Assigned task: Copy each line below that has "VideoJson".
**** Dataset records ****
//! `yt-dlp` backed implementation of the platform collaborators.

use std::fs;
use std::path::{Path, PathBuf};
use std::process::{Command, Stdio};

use serde::Deserialize;
use tracing::{debug, warn};

use super::{watch_url, AudioSource, CaptionError, TranscriptSource, VideoSource};
use crate::config::ToolConfig;
use crate::error::{Error, Result};
use crate::types::{CaptionSegment, ChannelInfo, VideoInfo};

const TOOL: &str = "yt-dlp";

/// Thin wrapper around the `yt-dlp` executable.
#[derive(Debug, Clone)]
pub struct YtDlp {
    program: PathBuf,
    cookies: Option<PathBuf>,
    subtitle_langs: String,
}

impl YtDlp {
    pub fn new(tools: &ToolConfig) -> Self {
        Self {
            program: tools.yt_dlp.clone(),
            cookies: tools.cookies.clone(),
            subtitle_langs: tools.subtitle_langs.clone(),
        }
    }

    fn command(&self) -> Command {
        let mut command = Command::new(&self.program);
        command.arg("--no-warnings").arg("--no-progress");
        if let Some(cookies) = &self.cookies {
            command.arg("--cookies").arg(cookies);
        }
        command
    }

    /// Run to completion, returning stdout on success and stderr otherwise.
    fn capture(&self, mut command: Command) -> std::result::Result<String, String> {
        debug!(tool = TOOL, command = ?command, "running external tool");
        let output = command
            .stdin(Stdio::null())
            .output()
            .map_err(|err| format!("unable to run {}: {err}", self.program.display()))?;
        if output.status.success() {
            Ok(String::from_utf8_lossy(&output.stdout).into_owned())
        } else {
            let stderr = String::from_utf8_lossy(&output.stderr).trim().to_string();
            Err(if stderr.is_empty() {
                format!("exited with {}", output.status)
            } else {
                stderr
            })
        }
    }
}

impl VideoSource for YtDlp {
    fn channel_info(&self, channel_url: &str) -> Result<ChannelInfo> {
        let mut command = self.command();
        command
            .arg("--flat-playlist")
            .arg("--dump-single-json")
            .arg("--playlist-end")
            .arg("1")
            .arg(channel_url);
        let stdout = self.capture(command).map_err(Error::ChannelInfo)?;
        let raw: ChannelJson = serde_json::from_str(&stdout)?;
        raw.into_info()
            .ok_or_else(|| Error::ChannelInfo(format!("no channel id reported for {channel_url}")))
    }

    fn list_videos(&self, channel: &ChannelInfo) -> Result<Vec<String>> {
        let list_url = format!("https://www.youtube.com/channel/{}/videos", channel.id);
        let mut command = self.command();
        command
            .arg("--flat-playlist")
            .arg("--get-id")
            .arg("--ignore-errors")
            .arg(&list_url);
        let stdout = self.capture(command).map_err(Error::VideoFetch)?;
        Ok(parse_id_list(&stdout))
    }

    fn video_info(&self, video_id: &str) -> Result<VideoInfo> {
        let mut command = self.command();
        command
            .arg("--dump-single-json")
            .arg("--skip-download")
            .arg(watch_url(video_id));
        match self.capture(command) {
            Ok(stdout) => {
                let raw: VideoJson = serde_json::from_str(&stdout)?;
                Ok(raw.into_info())
            }
            Err(stderr) if reports_unavailable(&stderr) => Ok(VideoInfo {
                title: "unavailable".to_string(),
                is_unavailable: true,
                ..VideoInfo::default()
            }),
            Err(stderr) => Err(Error::InvalidVideo {
                video_id: video_id.to_string(),
                message: stderr,
            }),
        }
    }
}

impl TranscriptSource for YtDlp {
    fn fetch_captions(&self, video_id: &str) -> std::result::Result<Vec<CaptionSegment>, CaptionError> {
        let workdir = tempfile::tempdir()
            .map_err(|err| CaptionError::Failed(format!("unable to create temp dir: {err}")))?;
        let template = workdir.path().join("%(id)s.%(ext)s");
        let mut command = self.command();
        command
            .arg("--skip-download")
            .arg("--write-subs")
            .arg("--write-auto-subs")
            .arg("--sub-lang")
            .arg(&self.subtitle_langs)
            .arg("--sub-format")
            .arg("json3")
            .arg("-o")
            .arg(&template)
            .arg(watch_url(video_id));
        if let Err(stderr) = self.capture(command) {
            return Err(classify_caption_failure(&stderr));
        }

        let track = find_with_extension(workdir.path(), "json3").ok_or(CaptionError::NotFound)?;
        let raw = fs::read_to_string(&track)
            .map_err(|err| CaptionError::Failed(format!("unable to read captions: {err}")))?;
        let segments = parse_json3(&raw).map_err(|err| CaptionError::Failed(err.to_string()))?;
        if segments.is_empty() {
            return Err(CaptionError::NotFound);
        }
        Ok(segments)
    }
}

impl AudioSource for YtDlp {
    fn download_audio(&self, video_id: &str, dest_dir: &Path) -> Result<Option<PathBuf>> {
        let template = dest_dir.join(format!("{video_id}.%(ext)s"));
        let attempts: [&[&str]; 2] = [
            &["-x", "--audio-format", "mp3"],
            &["-f", "m4a/bestaudio/best"],
        ];
        for (index, format_args) in attempts.iter().enumerate() {
            let mut command = self.command();
            command
                .args(*format_args)
                .arg("-o")
                .arg(&template)
                .arg(watch_url(video_id));
            match self.capture(command) {
                Ok(_) => {
                    if let Some(path) = find_with_stem(dest_dir, video_id) {
                        return Ok(Some(path));
                    }
                    warn!(video_id, attempt = index + 1, "download finished without an audio file");
                }
                Err(stderr) if is_age_restricted(&stderr) => {
                    return Err(Error::AudioDownload(format!(
                        "video {video_id} is age restricted; a cookies file is required"
                    )));
                }
                Err(stderr) => {
                    warn!(video_id, attempt = index + 1, error = %stderr, "audio download attempt failed");
                }
            }
        }
        Ok(None)
    }
}

#[derive(Debug, Deserialize)]
struct ChannelJson {
    channel_id: Option<String>,
    id: Option<String>,
    channel: Option<String>,
    uploader: Option<String>,
    title: Option<String>,
}

impl ChannelJson {
    fn into_info(self) -> Option<ChannelInfo> {
        let id = self.channel_id.or(self.id)?;
        let name = self
            .channel
            .or(self.uploader)
            .or(self.title)
            .unwrap_or_else(|| id.clone());
        Some(ChannelInfo { id, name })
    }
}

#[derive(Debug, Deserialize)]
struct VideoJson {
    title: Option<String>,
    upload_date: Option<String>,
    #[serde(default)]
    is_live: Option<bool>,
    live_status: Option<String>,
    availability: Option<String>,
}

impl VideoJson {
    fn into_info(self) -> VideoInfo {
        let is_live = self.is_live.unwrap_or(false)
            || matches!(self.live_status.as_deref(), Some("is_live" | "is_upcoming" | "live" | "upcoming"));
        let is_unavailable = matches!(
            self.availability.as_deref(),
            Some("unavailable" | "private" | "premium_only" | "subscriber_only")
        );
        VideoInfo {
            title: self.title.unwrap_or_else(|| "unknown".to_string()),
            published_date: self.upload_date,
            is_live,
            is_unavailable,
        }
    }
}

#[derive(Debug, Deserialize)]
struct Json3Track {
    #[serde(default)]
    events: Vec<Json3Event>,
}

#[derive(Debug, Deserialize)]
struct Json3Event {
    #[serde(rename = "tStartMs", default)]
    start_ms: u64,
    #[serde(default)]
    segs: Vec<Json3Seg>,
}

#[derive(Debug, Deserialize)]
struct Json3Seg {
    #[serde(default)]
    utf8: String,
}

/// Caption segments from a `json3` subtitle track. Events without text
/// (line breaks, window setup) are dropped.
pub(crate) fn parse_json3(raw: &str) -> serde_json::Result<Vec<CaptionSegment>> {
    let track: Json3Track = serde_json::from_str(raw)?;
    Ok(track
        .events
        .into_iter()
        .filter_map(|event| {
            let text: String = event.segs.iter().map(|seg| seg.utf8.as_str()).collect();
            let text = text.split_whitespace().collect::<Vec<_>>().join(" ");
            (!text.is_empty()).then(|| CaptionSegment {
                text,
                start: event.start_ms as f64 / 1000.0,
            })
        })
        .collect())
}

fn parse_id_list(stdout: &str) -> Vec<String> {
    stdout
        .lines()
        .map(str::trim)
        .filter(|line| !line.is_empty())
        .map(str::to_string)
        .collect()
}

fn reports_unavailable(stderr: &str) -> bool {
    ["Video unavailable", "Private video", "This video has been removed"]
        .iter()
        .any(|marker| stderr.contains(marker))
}

fn is_age_restricted(stderr: &str) -> bool {
    let lower = stderr.to_lowercase();
    lower.contains("confirm your age") || lower.contains("age restricted") || lower.contains("age-restricted")
}

fn classify_caption_failure(stderr: &str) -> CaptionError {
    let lower = stderr.to_lowercase();
    if lower.contains("subtitles are disabled") || lower.contains("transcripts disabled") {
        CaptionError::Disabled
    } else if lower.contains("no subtitles") || lower.contains("there are no subtitles") {
        CaptionError::NotFound
    } else {
        CaptionError::Failed(stderr.to_string())
    }
}

fn find_with_extension(dir: &Path, extension: &str) -> Option<PathBuf> {
    let mut matches: Vec<PathBuf> = fs::read_dir(dir)
        .ok()?
        .flatten()
        .map(|entry| entry.path())
        .filter(|path| path.extension().and_then(|ext| ext.to_str()) == Some(extension))
        .collect();
    matches.sort();
    matches.into_iter().next()
}

fn find_with_stem(dir: &Path, stem: &str) -> Option<PathBuf> {
    let prefix = format!("{stem}.");
    let mut matches: Vec<PathBuf> = fs::read_dir(dir)
        .ok()?
        .flatten()
        .map(|entry| entry.path())
        .filter(|path| {
            path.file_name()
                .and_then(|name| name.to_str())
                .is_some_and(|name| name.starts_with(&prefix) && !name.ends_with(".part"))
        })
        .collect();
    matches.sort();
    matches.into_iter().next()
}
****
Solution for this problem:
                let raw: VideoJson = serde_json::from_str(&stdout)?;
struct VideoJson {
impl VideoJson {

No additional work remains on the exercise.